**Aim of the exercise**. Copy exactly the stretch of data below from the line with "filename auditor/core/src/transport/http.rs" through the line with "impl AuditTransport for", including both of those lines.

*** Opening Supplied data ***

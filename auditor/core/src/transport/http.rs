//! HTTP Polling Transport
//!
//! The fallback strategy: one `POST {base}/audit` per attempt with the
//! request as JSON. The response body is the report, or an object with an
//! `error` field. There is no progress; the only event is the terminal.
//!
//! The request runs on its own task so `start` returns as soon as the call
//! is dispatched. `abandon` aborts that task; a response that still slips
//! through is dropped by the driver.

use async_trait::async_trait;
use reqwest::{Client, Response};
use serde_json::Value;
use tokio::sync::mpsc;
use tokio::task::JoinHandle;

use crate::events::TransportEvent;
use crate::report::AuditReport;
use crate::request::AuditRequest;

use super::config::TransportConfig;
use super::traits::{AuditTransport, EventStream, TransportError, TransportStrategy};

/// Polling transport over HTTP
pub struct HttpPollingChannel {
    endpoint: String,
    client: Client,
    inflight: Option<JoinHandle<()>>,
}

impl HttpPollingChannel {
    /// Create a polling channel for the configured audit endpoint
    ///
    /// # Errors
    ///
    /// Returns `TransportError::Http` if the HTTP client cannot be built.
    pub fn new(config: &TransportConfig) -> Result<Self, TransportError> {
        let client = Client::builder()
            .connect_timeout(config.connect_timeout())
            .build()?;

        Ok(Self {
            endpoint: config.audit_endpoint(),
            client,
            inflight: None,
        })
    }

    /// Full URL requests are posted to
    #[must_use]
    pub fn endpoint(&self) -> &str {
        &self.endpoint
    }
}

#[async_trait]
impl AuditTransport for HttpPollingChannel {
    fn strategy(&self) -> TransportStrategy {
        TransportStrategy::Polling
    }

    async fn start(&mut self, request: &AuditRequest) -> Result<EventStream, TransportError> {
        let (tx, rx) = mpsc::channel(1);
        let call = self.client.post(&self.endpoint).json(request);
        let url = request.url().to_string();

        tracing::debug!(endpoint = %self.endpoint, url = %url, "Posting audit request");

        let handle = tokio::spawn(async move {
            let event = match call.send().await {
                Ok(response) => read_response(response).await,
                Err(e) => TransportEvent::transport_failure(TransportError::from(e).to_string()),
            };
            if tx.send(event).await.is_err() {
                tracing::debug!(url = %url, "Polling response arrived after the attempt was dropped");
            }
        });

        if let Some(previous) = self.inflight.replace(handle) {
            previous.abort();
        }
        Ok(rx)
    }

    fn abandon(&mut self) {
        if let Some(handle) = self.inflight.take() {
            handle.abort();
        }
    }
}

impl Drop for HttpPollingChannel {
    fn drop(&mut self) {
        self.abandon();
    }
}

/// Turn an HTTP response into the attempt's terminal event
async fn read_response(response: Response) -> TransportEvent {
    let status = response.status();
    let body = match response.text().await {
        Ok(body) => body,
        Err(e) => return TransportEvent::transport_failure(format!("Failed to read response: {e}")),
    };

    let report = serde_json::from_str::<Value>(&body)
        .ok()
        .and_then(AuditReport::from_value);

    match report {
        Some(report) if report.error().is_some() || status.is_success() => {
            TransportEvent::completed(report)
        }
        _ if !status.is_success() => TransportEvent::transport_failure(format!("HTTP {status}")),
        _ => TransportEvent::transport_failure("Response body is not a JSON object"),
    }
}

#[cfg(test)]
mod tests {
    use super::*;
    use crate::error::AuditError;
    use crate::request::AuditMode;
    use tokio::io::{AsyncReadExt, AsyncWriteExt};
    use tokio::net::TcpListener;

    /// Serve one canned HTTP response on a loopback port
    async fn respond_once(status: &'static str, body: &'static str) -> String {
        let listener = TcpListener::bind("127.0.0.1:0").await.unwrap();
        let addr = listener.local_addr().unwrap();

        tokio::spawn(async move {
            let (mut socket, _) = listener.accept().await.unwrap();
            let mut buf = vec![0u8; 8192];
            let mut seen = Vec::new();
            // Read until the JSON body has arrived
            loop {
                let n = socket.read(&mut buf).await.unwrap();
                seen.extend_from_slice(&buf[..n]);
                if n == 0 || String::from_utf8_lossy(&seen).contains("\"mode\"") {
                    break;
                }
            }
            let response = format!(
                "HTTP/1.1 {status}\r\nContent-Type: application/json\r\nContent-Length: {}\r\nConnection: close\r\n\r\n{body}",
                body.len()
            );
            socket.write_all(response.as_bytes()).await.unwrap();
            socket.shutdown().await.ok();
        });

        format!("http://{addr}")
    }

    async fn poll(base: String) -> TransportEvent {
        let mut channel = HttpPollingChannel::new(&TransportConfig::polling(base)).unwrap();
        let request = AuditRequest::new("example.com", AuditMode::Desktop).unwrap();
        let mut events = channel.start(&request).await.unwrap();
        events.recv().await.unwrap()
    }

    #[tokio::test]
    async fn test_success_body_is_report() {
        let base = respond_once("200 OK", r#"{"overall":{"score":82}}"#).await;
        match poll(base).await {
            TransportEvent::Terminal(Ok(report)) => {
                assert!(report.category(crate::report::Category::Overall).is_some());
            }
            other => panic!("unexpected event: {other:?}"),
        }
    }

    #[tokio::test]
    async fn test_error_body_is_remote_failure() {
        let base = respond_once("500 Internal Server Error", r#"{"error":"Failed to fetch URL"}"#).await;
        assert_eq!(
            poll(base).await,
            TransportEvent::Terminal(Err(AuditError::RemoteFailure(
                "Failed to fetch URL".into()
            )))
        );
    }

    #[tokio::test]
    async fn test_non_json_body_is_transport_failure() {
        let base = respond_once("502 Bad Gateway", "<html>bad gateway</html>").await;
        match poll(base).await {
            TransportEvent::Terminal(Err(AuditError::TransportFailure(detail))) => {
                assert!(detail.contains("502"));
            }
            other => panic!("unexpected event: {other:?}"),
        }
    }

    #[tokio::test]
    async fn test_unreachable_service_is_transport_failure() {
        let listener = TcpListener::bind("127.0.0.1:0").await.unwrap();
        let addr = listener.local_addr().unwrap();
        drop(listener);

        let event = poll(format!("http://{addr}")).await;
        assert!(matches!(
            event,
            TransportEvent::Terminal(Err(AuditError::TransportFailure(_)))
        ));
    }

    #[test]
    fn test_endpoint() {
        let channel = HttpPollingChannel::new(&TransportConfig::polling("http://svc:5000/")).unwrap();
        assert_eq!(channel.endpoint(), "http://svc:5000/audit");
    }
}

*** Closing Supplied data ***
*** Opening Supplied data ***

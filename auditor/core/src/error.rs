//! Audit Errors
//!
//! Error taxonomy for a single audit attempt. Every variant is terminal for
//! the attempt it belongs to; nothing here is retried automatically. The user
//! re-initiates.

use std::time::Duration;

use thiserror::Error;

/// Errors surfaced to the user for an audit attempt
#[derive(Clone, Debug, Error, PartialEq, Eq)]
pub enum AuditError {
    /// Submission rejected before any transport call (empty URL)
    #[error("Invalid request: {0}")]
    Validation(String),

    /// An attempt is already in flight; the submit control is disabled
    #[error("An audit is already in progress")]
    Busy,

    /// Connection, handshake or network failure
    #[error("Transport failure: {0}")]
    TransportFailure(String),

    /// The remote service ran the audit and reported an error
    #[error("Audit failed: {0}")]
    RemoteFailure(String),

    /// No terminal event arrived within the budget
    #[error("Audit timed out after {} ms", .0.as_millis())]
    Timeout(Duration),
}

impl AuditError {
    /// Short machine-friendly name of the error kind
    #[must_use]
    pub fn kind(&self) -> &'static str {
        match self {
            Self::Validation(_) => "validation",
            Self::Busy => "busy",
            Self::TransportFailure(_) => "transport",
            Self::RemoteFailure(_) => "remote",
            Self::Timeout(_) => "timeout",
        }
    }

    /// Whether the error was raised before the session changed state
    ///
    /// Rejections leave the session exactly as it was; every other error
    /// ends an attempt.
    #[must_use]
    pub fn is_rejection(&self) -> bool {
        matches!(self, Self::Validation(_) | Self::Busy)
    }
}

*** Closing Supplied data ***

**Written response**.
filename auditor/core/src/transport/http.rs
//! HTTP Polling Transport
//!
//! The fallback strategy: one `POST {base}/audit` per attempt with the
//! request as JSON. The response body is the report, or an object with an
//! `error` field. There is no progress; the only event is the terminal.
//!
//! The request runs on its own task so `start` returns as soon as the call
//! is dispatched. `abandon` aborts that task; a response that still slips
//! through is dropped by the driver.

use async_trait::async_trait;
use reqwest::{Client, Response};
use serde_json::Value;
use tokio::sync::mpsc;
use tokio::task::JoinHandle;

use crate::events::TransportEvent;
use crate::report::AuditReport;
use crate::request::AuditRequest;

use super::config::TransportConfig;
use super::traits::{AuditTransport, EventStream, TransportError, TransportStrategy};

/// Polling transport over HTTP
pub struct HttpPollingChannel {
    endpoint: String,
    client: Client,
    inflight: Option<JoinHandle<()>>,
}

impl HttpPollingChannel {
    /// Create a polling channel for the configured audit endpoint
    ///
    /// # Errors
    ///
    /// Returns `TransportError::Http` if the HTTP client cannot be built.
    pub fn new(config: &TransportConfig) -> Result<Self, TransportError> {
        let client = Client::builder()
            .connect_timeout(config.connect_timeout())
            .build()?;

        Ok(Self {
            endpoint: config.audit_endpoint(),
            client,
            inflight: None,
        })
    }

    /// Full URL requests are posted to
    #[must_use]
    pub fn endpoint(&self) -> &str {
        &self.endpoint
    }
}

#[async_trait]
impl AuditTransport for HttpPollingChannel {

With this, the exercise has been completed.